So, back in business (and to my shame as an IT person, I had to RTFM). The other compelling reason for it actually working and not malfunctioning was that the shutter speed was obviously changing with the amount of light.

With the camera reloaded, off we went for a walk. Then, film shot, I developed it. The first good sign was that there were visible frames on the film when it came out of the tank. The frame spacing on the film is a bit irregular, but the camera has probably not been used for a while so this may improve with use. It also showed one of the camera’s difficulties, which is the tiny and fiddly ISO setting. This is a minute toothed wheel protruding from the front of the camera. It can be knocked off setting by careless handling of the camera and the visible setting is so small as to almost need a magnifying glass (for these old eyes).
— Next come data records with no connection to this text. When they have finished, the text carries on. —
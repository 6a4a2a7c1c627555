//! # Canon Directory Scanner
//!
//! File: cli/src/common/fs/scan.rs
//!
//! ## Overview
//!
//! Walks a project tree and collects the directories whose basename matches a
//! role (e.g. every `components` directory), or the regular files beneath a
//! directory. Subtrees matching the configured ignore globs are never entered.
//!
//! ## Architecture
//!
//! - `resolve_root`: checks the scan root and returns its canonical path.
//! - `scan_directories`: one walk collecting several basenames at once, giving a `ScanResult`.
//! - `scan_matching`: directories whose basename matches a name or glob (`discover <term>`).
//! - `list_files`: regular files under a directory, for naming inference and conflict checks.
//! - `list_directories`: every directory under a directory, for forbidden-location globs.
//!
//! Walks follow directory symlinks, but a symlinked directory is only entered
//! once the physical tree has been walked. A visited set of canonical paths
//! then drops any link resolving to a directory already seen, so a real
//! `src/components` is reported instead of a `components` link pointing at
//! it, and link cycles terminate. Unreadable directories are logged with
//! `warn!` and skipped.
//!
//! Entries are visited sorted by file name, so results are deterministic.
//!
use crate::core::error::{CanonError, Result};
use glob_match::glob_match;
use std::collections::{BTreeMap, HashSet, VecDeque};
use std::fs;
use std::io;
use std::path::{Path, PathBuf};
use tracing::{debug, warn};
use walkdir::{DirEntry, WalkDir};

/// Directory basename -> every path where a directory of that name occurs.
pub type ScanResult = BTreeMap<String, Vec<PathBuf>>;

/// Validates `root` and returns its canonical absolute path.
pub fn resolve_root(root: &Path) -> Result<PathBuf> {
    if !root.is_dir() {
        return Err(CanonError::NotFound {
            path: root.to_path_buf(),
        }
        .into());
    }
    fs::canonicalize(root).map_err(|e| {
        let path = root.to_path_buf();
        let err = match e.kind() {
            io::ErrorKind::PermissionDenied => CanonError::PermissionDenied { path },
            _ => CanonError::NotFound { path },
        };
        anyhow::Error::from(err)
    })
}

/// `path` relative to `root`, `/`-separated, `.` for the root itself.
pub fn relative_path(path: &Path, root: &Path) -> String {
    let rel = match path.strip_prefix(root) {
        Ok(p) => p.to_path_buf(),
        Err(_) => pathdiff::diff_paths(path, root).unwrap_or_else(|| path.to_path_buf()),
    };
    let rel = rel.to_string_lossy().replace('\\', "/");
    if rel.is_empty() {
        ".".to_string()
    } else {
        rel
    }
}

/// Whether a `/`-separated relative path or its basename matches any pattern.
pub fn is_ignored(relative: &str, name: &str, patterns: &[String]) -> bool {
    patterns
        .iter()
        .any(|pattern| glob_match(pattern, name) || glob_match(pattern, relative))
}

/// Collects every directory under `root` whose basename is one of `basenames`.
///
/// `root` itself never matches. Basenames with no match are left out of the result.
pub fn scan_directories(root: &Path, basenames: &[&str], ignore: &[String]) -> Result<ScanResult> {
    let root = resolve_root(root)?;
    let wanted: HashSet<&str> = basenames.iter().copied().collect();
    let mut result = ScanResult::new();

    walk(&root, &root, ignore, None, |entry| {
        if !entry.file_type().is_dir() {
            return;
        }
        let name = entry.file_name().to_string_lossy();
        if wanted.contains(name.as_ref()) {
            debug!("Matched directory '{}'", entry.path().display());
            result
                .entry(name.into_owned())
                .or_default()
                .push(entry.path().to_path_buf());
        }
    })?;

    Ok(result)
}

/// Every directory under `root` whose basename matches `pattern`, a plain name or a glob.
pub fn scan_matching(root: &Path, pattern: &str, ignore: &[String]) -> Result<Vec<PathBuf>> {
    let root = resolve_root(root)?;
    let mut found = Vec::new();
    walk(&root, &root, ignore, None, |entry| {
        if entry.file_type().is_dir() && glob_match(pattern, &entry.file_name().to_string_lossy()) {
            debug!("Matched directory '{}'", entry.path().display());
            found.push(entry.path().to_path_buf());
        }
    })?;
    Ok(found)
}

/// Regular files under `dir`, which must lie inside `root`.
///
/// A missing `dir` yields an empty list. `max_depth` of 1 lists only direct children.
pub fn list_files(
    dir: &Path,
    root: &Path,
    ignore: &[String],
    max_depth: Option<usize>,
) -> Result<Vec<PathBuf>> {
    if !dir.is_dir() {
        debug!("No files to list, '{}' is not a directory", dir.display());
        return Ok(Vec::new());
    }
    let mut files = Vec::new();
    walk(dir, root, ignore, max_depth, |entry| {
        if entry.file_type().is_file() {
            files.push(entry.path().to_path_buf());
        }
    })?;
    Ok(files)
}

/// Directories under `dir` (not `dir` itself), which must lie inside `root`.
pub fn list_directories(
    dir: &Path,
    root: &Path,
    ignore: &[String],
    max_depth: Option<usize>,
) -> Result<Vec<PathBuf>> {
    if !dir.is_dir() {
        return Ok(Vec::new());
    }
    let mut dirs = Vec::new();
    walk(dir, root, ignore, max_depth, |entry| {
        if entry.file_type().is_dir() {
            dirs.push(entry.path().to_path_buf());
        }
    })?;
    Ok(dirs)
}

fn walk<F>(
    start: &Path,
    root: &Path,
    ignore: &[String],
    max_depth: Option<usize>,
    mut visit: F,
) -> Result<()>
where
    F: FnMut(&DirEntry),
{
    let mut state = WalkState {
        root,
        ignore,
        max_depth,
        visited: HashSet::new(),
        deferred: VecDeque::new(),
    };
    state.visited.insert(canonical(start));
    state.walk_tree(start, 0, &mut visit);

    // Symlinked directories are entered only after the physical tree, so a
    // real directory always wins over a link that resolves to it.
    while let Some((link, depth)) = state.deferred.pop_front() {
        if !state.visited.insert(canonical(&link)) {
            debug!(
                "'{}' resolves to an already scanned directory, skipping",
                link.display()
            );
            continue;
        }
        state.walk_tree(&link, depth, &mut visit);
    }
    Ok(())
}

struct WalkState<'a> {
    root: &'a Path,
    ignore: &'a [String],
    max_depth: Option<usize>,
    /// Canonical paths of directories already entered.
    visited: HashSet<PathBuf>,
    /// Symlinked directories and their depth below the walk start.
    deferred: VecDeque<(PathBuf, usize)>,
}

impl WalkState<'_> {
    /// Walks `start`, found `base` levels below the walk start. A `base` of
    /// zero is the walk start itself, which is not visited; a deferred link is.
    fn walk_tree<F>(&mut self, start: &Path, base: usize, visit: &mut F)
    where
        F: FnMut(&DirEntry),
    {
        let mut builder = WalkDir::new(start)
            .follow_links(true)
            .sort_by_file_name()
            .min_depth(if base == 0 { 1 } else { 0 });
        if let Some(depth) = self.max_depth {
            builder = builder.max_depth(depth.saturating_sub(base));
        }
        let (root, ignore) = (self.root, self.ignore);
        let mut walker = builder.into_iter().filter_entry(|entry| {
            let name = entry.file_name().to_string_lossy();
            let rel = relative_path(entry.path(), root);
            let skip = is_ignored(&rel, &name, ignore);
            if skip {
                debug!("Ignoring '{}'", rel);
            }
            !skip
        });

        loop {
            let entry = match walker.next() {
                None => break,
                Some(Ok(entry)) => entry,
                Some(Err(err)) => {
                    report_walk_error(&err);
                    continue;
                }
            };
            if entry.file_type().is_dir() && entry.depth() > 0 {
                if entry.path_is_symlink() {
                    debug!("Deferring symlinked directory '{}'", entry.path().display());
                    self.deferred
                        .push_back((entry.path().to_path_buf(), base + entry.depth()));
                    walker.skip_current_dir();
                    continue;
                }
                if !self.visited.insert(canonical(entry.path())) {
                    debug!(
                        "Already visited '{}' through another path, skipping",
                        entry.path().display()
                    );
                    walker.skip_current_dir();
                    continue;
                }
            }
            visit(&entry);
        }
    }
}

fn canonical(path: &Path) -> PathBuf {
    fs::canonicalize(path).unwrap_or_else(|_| path.to_path_buf())
}

fn report_walk_error(err: &walkdir::Error) {
    let path = err
        .path()
        .map(|p| p.display().to_string())
        .unwrap_or_else(|| "<unknown>".to_string());
    if let Some(ancestor) = err.loop_ancestor() {
        warn!(
            "Skipping symlink loop at '{}' (points back to '{}')",
            path,
            ancestor.display()
        );
    } else if err.io_error().map(io::Error::kind) == Some(io::ErrorKind::PermissionDenied) {
        warn!("Permission denied, skipping '{}'", path);
    } else {
        warn!("Failed to access '{}' during scan: {}", path, err);
    }
}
So there were a few overexposed frames from when I nudged the ISO dial with my fat fingers. This camera needs fairly careful handling – you need to check that you haven’t bumped the ISO setting, or knocked the aperture lever off the A position, or knocked the focus lever away from where you want it. Those aside, it’s quick to shoot with if not easy to frame. It makes it tempting to go all Lomo with it and shoot at arm’s length though and rely on the wide lens to get some of your subject in. The metering, crude though it might be, did a reasonable job. The zone focusing was good enough. But did the pictures show that LC-A magic?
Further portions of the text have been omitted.